From day one of my awareness of groups.io. I have been troubled by sustainability of its business model. During my career in software development I saw good products fail when finance directors insisted on charging more than the traffic would bear and used support as a bludgeon to drive dependent customers into line. Eventually, competition offers a better deal and the customers walk. Business models work in the long term when pricing aligns with value-- when the value of what the customer gets from a service aligns with the price they pay. Pay too little and the business goes bankrupt. Charge too much and the customers leave.
The public has gotten used to digital network services, like Google and Facebook, that are ostensibly free to consumers and are sustained by profits generated from the consumer's use of the service, a model that is okay, I guess, but invites exploitation and abuse.
The ostensibly free model has been aided by the dramatic decrease in cost of storage, network bandwidth, and compute cycles from large data centers. The cost decrease has made services like groups.io, which does not generate revenue from their consumers' use of the service, able to offer some free services, but without generating revenue from usage, the free services have to be paid for somehow. Most often, this is done by charging for "premium" services. The revenues from premium services pay for the free services and the free services are an advertisement for premium services.
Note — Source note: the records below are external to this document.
//! Logger initialization.
//!
//! This module provides the logger setup with plain (colored) or JSON output.

use std::io::Write;

use crate::config::LogFormat;
use crate::error_handling::InitializationError;
use colored::*;
use log::LevelFilter;

/// Initializes the logger with the specified level and format.
///
/// `RUST_LOG` is read first and the CLI level is applied on top, so
/// `RUST_LOG=language_census=debug` works for quick debugging while
/// `--log-level` still wins for the crate itself.
///
/// # Errors
///
/// Returns `InitializationError::LoggerError` if a logger is already installed.
///
/// # Examples
///
/// ```bash
/// RUST_LOG=debug language_census --input terms.txt
/// language_census --log-level debug --log-format json
/// ```
pub fn init_logger_with(level: LevelFilter, format: LogFormat) -> Result<(), InitializationError> {
    colored::control::set_override(true);

    let mut builder = env_logger::Builder::from_default_env();

    builder.filter_level(level);
    builder.filter_module("reqwest", LevelFilter::Info);
    builder.filter_module("hyper", LevelFilter::Info);
    builder.filter_module("hyper_util", LevelFilter::Info);
    builder.filter_module("language_census", level);

    match format {
        LogFormat::Json => {
            builder.format(|buf, record| {
                writeln!(
                    buf,
                    "{{\"ts\":{},\"level\":\"{}\",\"target\":\"{}\",\"msg\":{}}}",
                    chrono::Utc::now().timestamp_millis(),
                    record.level(),
                    record.target(),
                    serde_json::to_string(&record.args().to_string())
                        .unwrap_or_else(|_| "\"\"".into())
                )
            });
        }
        LogFormat::Plain => {
            builder.format(|buf, record| {
                let level = record.level();
                let colored_level = match level {
                    log::Level::Error => level.to_string().red(),
                    log::Level::Warn => level.to_string().yellow(),
                    log::Level::Info => level.to_string().green(),
                    log::Level::Debug => level.to_string().blue(),
                    log::Level::Trace => level.to_string().purple(),
                };

                let marker = match level {
                    log::Level::Error => "❌",
                    log::Level::Warn => "⚠️",
                    log::Level::Info => "✔️",
                    log::Level::Debug => "🔍",
                    log::Level::Trace => "🔬",
                };

                writeln!(
                    buf,
                    "{} {} [{}] {}",
                    marker,
                    record.target().cyan(),
                    colored_level,
                    record.args()
                )
            });
        }
    }

    // try_init so a second call (tests) reports an error instead of panicking
    builder.try_init().map_err(InitializationError::from)?;

    Ok(())
}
From a business management standpoint, the challenge in the groups.io type model is to balance the cost of supplying the free service against the value of the advertising in promoting the premium service and the revenues generated by the premium service. This is complicated by the step-wise nature of digital costs. (Supplying a 1000 customers with a digital service often costs the supplier little more than the cost of supplying the first customer.) These factors are not easy to balance. I sympathize with Mark wrestling with this hard problem.
I have one observation: free groups.io services have tremendous value to society in general. As several people have pointed out, groups.io free plan helps many worthwhile causes that could not pay for premium services. As an independent businessperson, Mark is free to charge what he wants to whom he wants. He is not a government agency, a regulated public utility, and he holds no monopoly on email groups. He has no special tax status, he is not even a publicly held corporation. He can, if he wants, within the limits of civil and criminal laws, determine who gets free services based on any criteria he cares to use. I hope he keeps the interests of society at large in mind as he tunes his business model, but that's his business, not mine.